## DATASET ENTRIES
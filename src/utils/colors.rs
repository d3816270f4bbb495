/// ANSI color helper utilities for terminal output.
pub const RESET: &str = "\x1b[0m";

pub const RED: &str = "\x1b[31m";
pub const GREEN: &str = "\x1b[32m";
pub const YELLOW: &str = "\x1b[33m";
pub const CYAN: &str = "\x1b[36m";

/// Balance color:
/// \>0 → green
/// \<0 → red
/// 0 → reset
pub fn color_for_balance(value: f64) -> &'static str {
    if value > 0.0 {
        GREEN
    } else if value < 0.0 {
        RED
    } else {
        RESET
    }
}

pub fn colorize(value: &str, color: &str) -> String {
    format!("{color}{value}{RESET}")
}
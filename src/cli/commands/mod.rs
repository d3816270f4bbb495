pub mod config;
pub mod days;
pub mod hint;
pub mod import;
pub mod summary;

use std::path::PathBuf;

use chrono::NaiveDate;
use log::debug;

use crate::cli::parser::Cli;
use crate::config::Config;
use crate::core::GridViews;
use crate::errors::{AppError, AppResult};
use crate::reactive::{Readable, batch};
use crate::state::{RegistrationState, StateSnapshot};
use crate::utils::date;
use crate::utils::path::expand_tilde;

/// Root containers seeded from the snapshot, plus the views over them.
pub struct Session {
    pub state: RegistrationState,
    pub views: GridViews,
}

/// Builds a session from the snapshot named on the command line (or in the
/// config), applying `--today` and an optional month override.
pub fn open_session(cli: &Cli, cfg: &Config, month: Option<&str>) -> AppResult<Session> {
    let path: PathBuf = match &cli.snapshot {
        Some(p) => expand_tilde(p),
        None => cfg.snapshot_path(),
    };
    let snapshot = StateSnapshot::load(&path)?;

    let today_override = cli.today.as_deref().map(parse_day).transpose()?;
    let month_override = month.map(parse_month).transpose()?;

    let state = RegistrationState::new(date::today());
    state.display_weekend.set(cfg.display_weekend);
    state.apply(snapshot);

    batch(|| {
        if let Some(today) = today_override {
            state.today.set(today);
        }
        if let Some(month) = month_override {
            state.month.set(month);
        }
    });

    debug!(
        "session opened for {} (today {})",
        date::month_label(state.month.get()),
        state.today.get()
    );

    let views = GridViews::new(&state);
    Ok(Session { state, views })
}

pub fn parse_day(s: &str) -> AppResult<NaiveDate> {
    date::parse_date(s).ok_or_else(|| AppError::InvalidDate(s.to_string()))
}

pub fn parse_month(s: &str) -> AppResult<NaiveDate> {
    date::parse_month(s).ok_or_else(|| AppError::InvalidMonth(s.to_string()))
}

## ASSIGNED TASK
Print the entries exactly. Include every one.

## RESULT FOR THIS EXERCISE
filename src/utils/colors.rs
repository d3816270f4bbb495
/// ANSI color helper utilities for terminal output.
pub const RESET: &str = "\x1b[0m";

pub const RED: &str = "\x1b[31m";
pub const GREEN: &str = "\x1b[32m";
pub const YELLOW: &str = "\x1b[33m";
pub const CYAN: &str = "\x1b[36m";

/// Balance color:
/// \>0 → green
/// \<0 → red
/// 0 → reset
pub fn color_for_balance(value: f64) -> &'static str {
    if value > 0.0 {
        GREEN
    } else if value < 0.0 {
        RED
    } else {
        RESET
    }
}

pub fn colorize(value: &str, color: &str) -> String {
    format!("{color}{value}{RESET}")
}
filename src/cli/commands/mod.rs
repository d3816270f4bbb495
pub mod config;
pub mod days;
pub mod hint;
pub mod import;
pub mod summary;

use std::path::PathBuf;

use chrono::NaiveDate;
use log::debug;

use crate::cli::parser::Cli;
use crate::config::Config;
use crate::core::GridViews;
use crate::errors::{AppError, AppResult};
use crate::reactive::{Readable, batch};
use crate::state::{RegistrationState, StateSnapshot};
use crate::utils::date;
use crate::utils::path::expand_tilde;

/// Root containers seeded from the snapshot, plus the views over them.
pub struct Session {
    pub state: RegistrationState,
    pub views: GridViews,
}

/// Builds a session from the snapshot named on the command line (or in the
/// config), applying `--today` and an optional month override.
pub fn open_session(cli: &Cli, cfg: &Config, month: Option<&str>) -> AppResult<Session> {
    let path: PathBuf = match &cli.snapshot {
        Some(p) => expand_tilde(p),
        None => cfg.snapshot_path(),
    };
    let snapshot = StateSnapshot::load(&path)?;

    let today_override = cli.today.as_deref().map(parse_day).transpose()?;
    let month_override = month.map(parse_month).transpose()?;

    let state = RegistrationState::new(date::today());
    state.display_weekend.set(cfg.display_weekend);
    state.apply(snapshot);

    batch(|| {
        if let Some(today) = today_override {
            state.today.set(today);
        }
        if let Some(month) = month_override {
            state.month.set(month);
        }
    });

    debug!(
        "session opened for {} (today {})",
        date::month_label(state.month.get()),
        state.today.get()
    );

    let views = GridViews::new(&state);
    Ok(Session { state, views })
}

pub fn parse_day(s: &str) -> AppResult<NaiveDate> {
    date::parse_date(s).ok_or_else(|| AppError::InvalidDate(s.to_string()))
}

pub fn parse_month(s: &str) -> AppResult<NaiveDate> {
    date::parse_month(s).ok_or_else(|| AppError::InvalidMonth(s.to_string()))
}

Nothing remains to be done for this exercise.